# Task details:
The answer consists of one number: how many lines of the data below include the string "title".

### Information shown

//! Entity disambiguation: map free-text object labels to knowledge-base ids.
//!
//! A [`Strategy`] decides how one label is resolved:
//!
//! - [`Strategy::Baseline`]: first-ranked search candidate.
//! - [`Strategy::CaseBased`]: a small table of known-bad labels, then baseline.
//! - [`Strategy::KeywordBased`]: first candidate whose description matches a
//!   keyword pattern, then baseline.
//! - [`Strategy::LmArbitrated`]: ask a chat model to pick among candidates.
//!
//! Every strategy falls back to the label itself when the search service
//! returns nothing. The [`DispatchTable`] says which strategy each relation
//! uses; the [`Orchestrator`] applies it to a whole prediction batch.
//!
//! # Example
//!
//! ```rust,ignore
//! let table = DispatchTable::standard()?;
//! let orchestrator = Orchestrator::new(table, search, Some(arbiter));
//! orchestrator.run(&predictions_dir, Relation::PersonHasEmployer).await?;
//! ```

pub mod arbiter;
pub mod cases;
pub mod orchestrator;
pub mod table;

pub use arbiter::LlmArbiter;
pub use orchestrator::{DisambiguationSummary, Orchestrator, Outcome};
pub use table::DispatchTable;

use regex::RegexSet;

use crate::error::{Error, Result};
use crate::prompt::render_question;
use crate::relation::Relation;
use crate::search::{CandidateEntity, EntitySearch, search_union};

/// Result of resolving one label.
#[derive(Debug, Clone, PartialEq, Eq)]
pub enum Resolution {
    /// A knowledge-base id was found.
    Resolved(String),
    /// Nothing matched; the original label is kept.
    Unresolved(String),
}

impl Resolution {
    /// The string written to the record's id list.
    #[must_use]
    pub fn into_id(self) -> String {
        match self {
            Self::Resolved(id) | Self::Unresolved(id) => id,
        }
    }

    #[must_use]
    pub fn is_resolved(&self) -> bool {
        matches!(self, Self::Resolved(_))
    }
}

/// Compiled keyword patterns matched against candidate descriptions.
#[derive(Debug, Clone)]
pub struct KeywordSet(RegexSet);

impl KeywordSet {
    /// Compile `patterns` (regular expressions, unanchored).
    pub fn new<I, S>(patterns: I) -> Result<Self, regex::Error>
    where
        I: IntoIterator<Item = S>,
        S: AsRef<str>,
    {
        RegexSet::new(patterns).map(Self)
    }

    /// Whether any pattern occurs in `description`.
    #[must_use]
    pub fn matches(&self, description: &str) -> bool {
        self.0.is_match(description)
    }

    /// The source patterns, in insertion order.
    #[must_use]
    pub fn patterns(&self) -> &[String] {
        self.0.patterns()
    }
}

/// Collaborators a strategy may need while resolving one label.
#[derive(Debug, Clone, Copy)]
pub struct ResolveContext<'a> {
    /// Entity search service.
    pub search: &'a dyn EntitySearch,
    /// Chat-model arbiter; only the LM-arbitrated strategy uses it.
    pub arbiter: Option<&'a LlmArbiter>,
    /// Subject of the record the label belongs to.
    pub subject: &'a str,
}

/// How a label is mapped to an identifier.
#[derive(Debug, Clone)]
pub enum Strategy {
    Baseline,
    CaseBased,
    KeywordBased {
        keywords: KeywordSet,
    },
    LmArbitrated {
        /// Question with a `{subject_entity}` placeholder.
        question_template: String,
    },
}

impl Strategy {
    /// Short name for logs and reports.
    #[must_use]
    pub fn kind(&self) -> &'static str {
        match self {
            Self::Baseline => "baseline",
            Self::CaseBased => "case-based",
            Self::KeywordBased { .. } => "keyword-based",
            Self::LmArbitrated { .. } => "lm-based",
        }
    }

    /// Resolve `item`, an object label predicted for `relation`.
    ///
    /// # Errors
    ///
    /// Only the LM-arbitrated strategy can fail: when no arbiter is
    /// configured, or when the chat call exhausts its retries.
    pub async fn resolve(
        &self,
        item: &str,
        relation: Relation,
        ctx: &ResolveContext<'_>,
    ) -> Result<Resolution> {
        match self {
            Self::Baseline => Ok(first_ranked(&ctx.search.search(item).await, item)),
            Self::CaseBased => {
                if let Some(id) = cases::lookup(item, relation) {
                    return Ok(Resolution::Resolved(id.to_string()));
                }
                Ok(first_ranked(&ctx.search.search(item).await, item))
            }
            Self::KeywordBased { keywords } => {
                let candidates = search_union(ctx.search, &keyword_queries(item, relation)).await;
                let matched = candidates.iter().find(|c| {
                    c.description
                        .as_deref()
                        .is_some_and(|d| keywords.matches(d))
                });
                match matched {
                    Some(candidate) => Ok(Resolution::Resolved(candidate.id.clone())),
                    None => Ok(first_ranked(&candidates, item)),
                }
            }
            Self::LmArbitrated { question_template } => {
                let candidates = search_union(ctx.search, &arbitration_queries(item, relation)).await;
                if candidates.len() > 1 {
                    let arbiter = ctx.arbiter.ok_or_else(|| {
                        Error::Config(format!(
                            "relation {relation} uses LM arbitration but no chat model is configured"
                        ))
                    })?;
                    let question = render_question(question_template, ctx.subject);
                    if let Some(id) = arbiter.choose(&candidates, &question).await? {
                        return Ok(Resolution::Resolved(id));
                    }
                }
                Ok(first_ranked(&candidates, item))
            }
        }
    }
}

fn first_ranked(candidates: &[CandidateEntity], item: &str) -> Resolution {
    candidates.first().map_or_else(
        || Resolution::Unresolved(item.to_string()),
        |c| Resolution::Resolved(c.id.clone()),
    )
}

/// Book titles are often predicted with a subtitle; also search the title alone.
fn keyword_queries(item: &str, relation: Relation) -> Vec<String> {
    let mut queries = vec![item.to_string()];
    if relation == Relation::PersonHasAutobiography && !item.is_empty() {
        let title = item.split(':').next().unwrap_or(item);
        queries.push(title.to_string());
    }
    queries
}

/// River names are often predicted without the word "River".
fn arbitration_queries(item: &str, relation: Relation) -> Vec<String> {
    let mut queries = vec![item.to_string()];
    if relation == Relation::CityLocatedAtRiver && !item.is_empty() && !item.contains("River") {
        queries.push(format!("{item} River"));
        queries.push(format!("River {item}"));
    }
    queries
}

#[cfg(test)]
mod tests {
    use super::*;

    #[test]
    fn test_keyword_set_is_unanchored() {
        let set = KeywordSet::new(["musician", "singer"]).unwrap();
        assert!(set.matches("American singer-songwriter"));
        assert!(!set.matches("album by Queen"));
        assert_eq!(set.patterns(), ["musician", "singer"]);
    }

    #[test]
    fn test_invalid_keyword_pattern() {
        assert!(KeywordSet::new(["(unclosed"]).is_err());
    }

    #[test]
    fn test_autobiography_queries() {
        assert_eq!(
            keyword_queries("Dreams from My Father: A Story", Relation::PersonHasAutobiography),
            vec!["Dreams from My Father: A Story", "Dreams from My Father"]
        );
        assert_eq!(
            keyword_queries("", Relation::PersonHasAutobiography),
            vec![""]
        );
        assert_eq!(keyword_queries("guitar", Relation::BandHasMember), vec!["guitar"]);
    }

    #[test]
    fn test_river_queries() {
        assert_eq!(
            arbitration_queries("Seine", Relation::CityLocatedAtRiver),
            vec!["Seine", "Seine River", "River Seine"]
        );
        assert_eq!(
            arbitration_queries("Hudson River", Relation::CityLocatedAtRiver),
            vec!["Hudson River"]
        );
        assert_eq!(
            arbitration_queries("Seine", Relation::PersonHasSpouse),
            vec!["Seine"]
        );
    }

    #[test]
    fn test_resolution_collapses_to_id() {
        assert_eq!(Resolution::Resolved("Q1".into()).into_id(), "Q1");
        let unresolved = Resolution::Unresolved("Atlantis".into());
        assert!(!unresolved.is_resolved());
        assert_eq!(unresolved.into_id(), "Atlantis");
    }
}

######
### Information shown

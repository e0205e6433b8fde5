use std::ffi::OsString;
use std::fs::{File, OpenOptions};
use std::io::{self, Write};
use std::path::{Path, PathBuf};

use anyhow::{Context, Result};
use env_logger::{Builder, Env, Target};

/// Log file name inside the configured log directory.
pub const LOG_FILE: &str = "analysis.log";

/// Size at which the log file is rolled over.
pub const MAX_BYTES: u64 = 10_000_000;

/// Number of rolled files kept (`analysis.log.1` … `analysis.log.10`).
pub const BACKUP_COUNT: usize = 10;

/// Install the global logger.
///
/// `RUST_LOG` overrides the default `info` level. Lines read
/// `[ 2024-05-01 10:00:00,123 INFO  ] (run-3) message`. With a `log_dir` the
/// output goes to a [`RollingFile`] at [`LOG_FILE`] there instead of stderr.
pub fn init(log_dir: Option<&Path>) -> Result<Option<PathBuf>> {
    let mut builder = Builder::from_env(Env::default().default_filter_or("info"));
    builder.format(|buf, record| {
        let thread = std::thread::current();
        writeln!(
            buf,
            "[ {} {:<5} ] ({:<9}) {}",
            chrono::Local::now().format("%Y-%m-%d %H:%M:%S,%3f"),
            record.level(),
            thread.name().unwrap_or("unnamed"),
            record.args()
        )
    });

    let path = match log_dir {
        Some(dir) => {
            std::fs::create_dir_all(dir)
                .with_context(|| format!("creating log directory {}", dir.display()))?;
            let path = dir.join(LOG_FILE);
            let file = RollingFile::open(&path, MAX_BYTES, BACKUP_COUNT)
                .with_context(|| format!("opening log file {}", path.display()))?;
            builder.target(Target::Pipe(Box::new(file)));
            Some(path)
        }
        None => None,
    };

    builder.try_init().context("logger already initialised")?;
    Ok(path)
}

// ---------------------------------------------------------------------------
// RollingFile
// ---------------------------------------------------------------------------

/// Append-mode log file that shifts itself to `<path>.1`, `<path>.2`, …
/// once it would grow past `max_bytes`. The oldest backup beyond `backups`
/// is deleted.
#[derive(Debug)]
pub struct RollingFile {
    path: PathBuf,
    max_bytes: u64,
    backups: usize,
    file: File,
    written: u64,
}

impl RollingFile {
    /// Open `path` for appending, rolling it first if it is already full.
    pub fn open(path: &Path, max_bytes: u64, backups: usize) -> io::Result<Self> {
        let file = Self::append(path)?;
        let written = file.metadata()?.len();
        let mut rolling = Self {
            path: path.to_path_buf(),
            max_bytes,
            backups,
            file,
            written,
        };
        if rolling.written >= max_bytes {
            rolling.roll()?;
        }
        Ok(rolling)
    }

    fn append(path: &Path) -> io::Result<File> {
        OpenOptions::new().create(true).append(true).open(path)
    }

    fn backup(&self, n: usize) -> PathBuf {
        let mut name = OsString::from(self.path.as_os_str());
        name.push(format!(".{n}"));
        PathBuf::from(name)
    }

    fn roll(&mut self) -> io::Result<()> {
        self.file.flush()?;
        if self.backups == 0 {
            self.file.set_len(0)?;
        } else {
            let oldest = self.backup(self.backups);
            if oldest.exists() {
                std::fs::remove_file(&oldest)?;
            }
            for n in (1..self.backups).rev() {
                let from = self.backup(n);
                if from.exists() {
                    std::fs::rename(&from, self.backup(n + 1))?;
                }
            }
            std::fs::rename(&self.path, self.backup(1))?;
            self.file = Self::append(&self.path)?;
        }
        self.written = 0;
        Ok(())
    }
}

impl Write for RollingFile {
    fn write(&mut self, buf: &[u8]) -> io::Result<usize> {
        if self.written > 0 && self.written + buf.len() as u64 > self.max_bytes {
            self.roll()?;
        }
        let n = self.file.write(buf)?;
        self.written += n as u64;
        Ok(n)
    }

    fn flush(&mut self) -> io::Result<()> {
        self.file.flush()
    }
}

######

# Your response:
3